Pleurant son désespoir et le nom qu’il ignore.

 

 

 

Tu passas près de moi, plus noble qu’un infant,

Le long de ma jeunesse, ô Toi, Toi, ô réponse !

Beauté, je me prosterne ! À l’Amour triomphant !

 

Se niant, la fougère avec grâce dénonce,

Et toute créature en son geste essentiel,

Un frôlement divin ; – du sang sur une ronce !

 

Mais que faire ? où est-il ? Par ce sentier de miel

Surprendre un pas ami, au détour prochain ! Tente,

Anxieux, les hasards de forêts : vers le ciel

 

Des clairières peut-être a-t-il dressé sa tente ?
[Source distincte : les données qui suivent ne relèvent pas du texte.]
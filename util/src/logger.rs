//! Logger set up for the executables
//!
//! Records are written both to the terminal and to the session's log file. The terminal usually
//! runs at a coarser level than the file so that per-cycle traces only land in the file.

// ---------------------------------------------------------------------------
// IMPORTS
// ---------------------------------------------------------------------------

// External imports
use colored::{ColoredString, Colorize};
use log::{self, info};
use std::fmt::Arguments;
use thiserror::Error;

// Internal imports
use crate::session;

// Re-exports
pub use log::LevelFilter;

// ---------------------------------------------------------------------------
// ENUMERATIONS
// ---------------------------------------------------------------------------

/// Errors associated with initialising the logger.
#[derive(Debug, Error)]
pub enum LoggerInitError {
    #[error("Expected a log level of at least `INFO`, found `{0}`")]
    InvalidMinLogLevel(log::LevelFilter),

    #[error("Error initialising the log file: {0}")]
    LogFileInitError(std::io::Error),

    #[error("An error occured while setting up the logger: {0}")]
    FernInitError(log::SetLoggerError)
}

// ---------------------------------------------------------------------------
// PUBLIC FUNCTIONS
// ---------------------------------------------------------------------------

/// Initialise the logger for this execution.
///
/// `file_level` applies to the session log file and `stdout_level` to the terminal.
///
/// # Notes
///
/// - Both levels must include `log::Level::Info`.
///
/// # Safety
///
/// - This function must only be called once to prevent corrupting logs.
pub fn logger_init(
    file_level: LevelFilter,
    stdout_level: LevelFilter,
    session: &session::Session
) -> Result<(), LoggerInitError> {

    for level in [file_level, stdout_level].iter() {
        if *level < log::Level::Info {
            return Err(LoggerInitError::InvalidMinLogLevel(*level))
        }
    }

    let log_file = fern::log_file(session.log_file_path.clone())
        .map_err(LoggerInitError::LogFileInitError)?;

    let stdout = fern::Dispatch::new()
        .format(|out, message, record| {
            out.finish(format_args!("{}", format_record(record, message, true)))
        })
        .level(stdout_level)
        .chain(std::io::stdout());

    // No colour codes in the file
    let file = fern::Dispatch::new()
        .format(|out, message, record| {
            out.finish(format_args!("{}", format_record(record, message, false)))
        })
        .level(file_level)
        .chain(log_file);

    fern::Dispatch::new()
        .level(file_level.max(stdout_level))
        .chain(stdout)
        .chain(file)
        .apply()
        .map_err(LoggerInitError::FernInitError)?;

    info!("Logging initialised");
    if let Some(epoch) = session::get_epoch() {
        info!("    Session epoch: {}", epoch);
    }
    info!("    Log level: {:?} (terminal {:?})", file_level, stdout_level);
    info!("    Log file path: {:?}", session.log_file_path);

    Ok(())
}

// ---------------------------------------------------------------------------
// PRIVATE FUNCTIONS
// ---------------------------------------------------------------------------

/// Format one record, prefixed by the session time. Debug and trace records include their
/// target.
fn format_record(record: &log::Record, message: &Arguments, coloured: bool) -> String {
    let tag = level_to_str(record.level());
    let tag = if coloured { tag } else { tag.clear() };

    if record.level() > log::Level::Info {
        format!(
            "[{:10.6} {}] {}: {}",
            session::get_elapsed_seconds(),
            tag,
            record.target(),
            message
        )
    }
    else {
        format!(
            "[{:10.6} {}] {}",
            session::get_elapsed_seconds(),
            tag,
            message
        )
    }
}

/// Get the string representation of a log level
fn level_to_str(level: log::Level) -> ColoredString {
    match level {
        log::Level::Trace => "TRC".dimmed().italic(),
        log::Level::Debug => "DBG".dimmed(),
        log::Level::Info  => "INF".normal(),
        log::Level::Warn  => "WRN".yellow(),
        log::Level::Error => "ERR".red().bold()
    }
}

// ---------------------------------------------------------------------------
// TESTS
// ---------------------------------------------------------------------------

#[cfg(test)]
mod test {
    use super::*;

    #[test]
    fn test_plain_tags() {
        colored::control::set_override(true);

        let plain = level_to_str(log::Level::Error).clear();
        assert_eq!(format!("{}", plain), "ERR");
        assert_ne!(format!("{}", level_to_str(log::Level::Error)), "ERR");
    }
}
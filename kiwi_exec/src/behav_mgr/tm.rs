//! # Defines Telemetry Pack for the BehavMgr

// -----------------------------------------------------------------------------------------------
// IMPORTS
// -----------------------------------------------------------------------------------------------

use serde::{Deserialize, Serialize};

use super::BehavStateKind;
use comms_if::eqpt::{mech::DriveCommand, vision::MarkerObservation};

// -----------------------------------------------------------------------------------------------
// STRUCTS
// -----------------------------------------------------------------------------------------------

#[derive(Debug, Clone, Serialize, Deserialize)]
pub struct BehavTm {
    pub state: BehavStateKind,
    pub previous_state: Option<BehavStateKind>,
    pub running: bool,

    /// Consecutive cycles without an observation, only set in Moving
    pub retry_count: Option<u32>,

    /// The observation being followed, only set in Moving
    pub last_observation: Option<MarkerObservation>,

    pub last_cmd: Option<DriveCommand>,
    pub num_consec_errors: u64,
    pub last_error: Option<String>,
}
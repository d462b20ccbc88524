//! # Simulation Module
//!
//! A planar world containing the robot and a single marker, so that the executable can be run
//! without hardware. The [`SimMotorBus`] decodes the frames the motor board driver writes back
//! into a body velocity which moves the robot, and the [`SimCamera`] reports the marker as seen
//! from the robot's current pose.
//!
//! World frame: `x` east, `y` north, headings in degrees counter-clockwise from `x`.

// ------------------------------------------------------------------------------------------------
// MODULES
// ------------------------------------------------------------------------------------------------

mod camera;
mod motor_bus;
mod world;

// ------------------------------------------------------------------------------------------------
// IMPORTS
// ------------------------------------------------------------------------------------------------

use serde::{Deserialize, Serialize};

pub use camera::{CameraModel, SimCamera};
pub use motor_bus::{SimBusError, SimMotorBus};
pub use world::SimWorld;

// ------------------------------------------------------------------------------------------------
// STRUCTS
// ------------------------------------------------------------------------------------------------

/// Parameters of the simulated world, loaded from `sim.toml`.
#[derive(Debug, Clone, Deserialize)]
pub struct SimParams {
    /// Pose of the robot at the start of the simulation
    pub initial_pose: SimPose,

    pub marker: SimMarker,

    /// Horizontal field of view of the camera.
    ///
    /// Units: degrees
    pub camera_fov_deg: f64,

    /// Maximum distance at which the marker can be detected.
    ///
    /// Units: meters
    pub camera_max_range_m: f64,

    /// Linear speed of the body per unit of decoded body velocity.
    ///
    /// Units: meters/second
    pub lin_speed_per_unit_ms: f64,

    /// Turn rate of the body per unit of decoded angular rate. Positive angular rate demands
    /// turn the robot clockwise.
    ///
    /// Units: radians/second
    pub ang_rate_per_unit_rads: f64,
}

/// Planar pose of the robot.
#[derive(Debug, Clone, Copy, PartialEq, Default, Serialize, Deserialize)]
pub struct SimPose {
    pub x_m: f64,
    pub y_m: f64,
    pub heading_deg: f64,
}

/// A marker standing vertically at the height of the camera.
#[derive(Debug, Clone, Deserialize)]
pub struct SimMarker {
    pub id: u32,
    pub x_m: f64,
    pub y_m: f64,

    /// Direction the printed face points towards.
    ///
    /// Units: degrees
    pub facing_deg: f64,

    /// Side length of the printed marker.
    ///
    /// Units: meters
    pub size_m: f64,
}

// ------------------------------------------------------------------------------------------------
// IMPLS
// ------------------------------------------------------------------------------------------------

impl Default for SimParams {
    fn default() -> Self {
        Self {
            initial_pose: SimPose {
                x_m: 0.0,
                y_m: 0.0,
                heading_deg: 90.0,
            },
            marker: SimMarker {
                id: 0,
                x_m: 0.0,
                y_m: 1.5,
                facing_deg: 270.0,
                size_m: 0.05,
            },
            camera_fov_deg: 60.0,
            camera_max_range_m: 3.0,
            lin_speed_per_unit_ms: 0.003,
            ang_rate_per_unit_rads: 0.02,
        }
    }
}

impl SimPose {
    /// Unit vector pointing out of the front of the robot.
    pub fn forward(&self) -> (f64, f64) {
        let (s, c) = self.heading_deg.to_radians().sin_cos();
        (c, s)
    }

    /// Unit vector pointing out of the right of the robot.
    pub fn right(&self) -> (f64, f64) {
        let (s, c) = self.heading_deg.to_radians().sin_cos();
        (s, -c)
    }
}

// ------------------------------------------------------------------------------------------------
// TESTS
// ------------------------------------------------------------------------------------------------

#[cfg(test)]
mod test {
    use super::*;
    use crate::{
        actuator::{MotorBoard, MotorBoardParams},
        behav_mgr::{BehavMgrParams, StateMachine},
        drive_ctrl::{DriveCtrlParams, DriveKinematics},
        vision::{VisionError, VisionFeed, VisionParams},
    };
    use comms_if::eqpt::vision::MarkerObservation;
    use std::sync::Arc;

    const CYCLE_PERIOD_S: f64 = 0.05;

    /// Feed which steps the world by one cycle before each observation.
    struct SteppedFeed {
        world: Arc<SimWorld>,
        camera: SimCamera,
    }

    impl VisionFeed for SteppedFeed {
        fn start_capture(&mut self) -> Result<(), VisionError> {
            Ok(())
        }

        fn stop_capture(&mut self) -> Result<(), VisionError> {
            Ok(())
        }

        fn detect_markers(&mut self) -> Vec<MarkerObservation> {
            self.world.advance(CYCLE_PERIOD_S);
            self.camera.observe().into_iter().collect()
        }

        fn self_test(&mut self) -> bool {
            true
        }
    }

    #[test]
    fn test_approach_in_sim() {
        let world = SimWorld::new(SimParams {
            initial_pose: SimPose {
                x_m: -0.3,
                y_m: 0.0,
                heading_deg: 100.0,
            },
            ..Default::default()
        });

        let kin = DriveKinematics::new(&DriveCtrlParams::default()).unwrap();
        let bus = SimMotorBus::new(world.clone(), MotorBoardParams::default(), kin.clone());
        let actuator = MotorBoard::new(bus, MotorBoardParams::default(), kin);
        let feed = SteppedFeed {
            camera: SimCamera::new(world.clone(), &VisionParams::default()),
            world: world.clone(),
        };

        let mut params = BehavMgrParams::default();
        params.moving.centering_turn_rate = -1.0;
        params.moving.strafe_speed = -15.0;

        let mut sm = StateMachine::new(params, actuator, feed);
        sm.start();

        let mut num_cycles = 0;
        while sm.update() {
            num_cycles += 1;
            assert!(num_cycles < 4000, "No convergence, pose {:?}", world.pose());
        }

        assert!(sm.last_error().is_none());
        assert!(world.marker_distance_m() < 0.15);
        assert!(world.body_velocity().is_zero());
    }
}
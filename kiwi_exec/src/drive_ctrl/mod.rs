//! Drive control module
//!
//! Converts body velocity demands into wheel powers for the three-wheeled holonomic (kiwi)
//! chassis.

// ---------------------------------------------------------------------------
// MODULES
// ---------------------------------------------------------------------------

mod kinematics;
mod params;

// ---------------------------------------------------------------------------
// IMPORTS
// ---------------------------------------------------------------------------

pub use kinematics::*;
pub use params::*;

// ---------------------------------------------------------------------------
// ENUMERATIONS
// ---------------------------------------------------------------------------

/// Possible errors that can occur while setting up drive control.
#[derive(Debug, thiserror::Error)]
pub enum DriveCtrlError {
    #[error(
        "Invalid power band: the floor ({floor}) must be non-negative and below the ceiling \
        ({ceiling})"
    )]
    InvalidPowerBand { floor: i32, ceiling: i32 },

    #[error("The rotational contribution constant must be non-zero and finite, found {0}")]
    InvalidRotConstant(f64),
}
... Je me souviens, ô Lac des Lys, du seul matin

Qui ne fut pas amer : La montagne éclatante

 

Suspendue entre un double abîme de satin

Aux branches du mélèze héraldique où s’élance

Un vol de nymphéas se dorait, clandestin,

 

D’un sourire du Père ; aspire ce silence,

– Qu’un jour informera sa voix, – remémorant

Le sort futur, trahir sa douce vigilance...

 

 

 

Or quand de solitude en solitude errant,

J’atteindrai mon dernier val, alors que dirai-je,

Plein d’un songe indistinct, et de désir mourant ?

 

Que saurai-je écouter, sourd à tout sortilège,

Que ton approche ? voir, sinon ces pieds, ces mains

Percés, ce cœur béant ? Quel autre privilège

 

Espérerait mon âme, après tant de chemins

Marchés ? renaître, vivre au seuil de ton royaume !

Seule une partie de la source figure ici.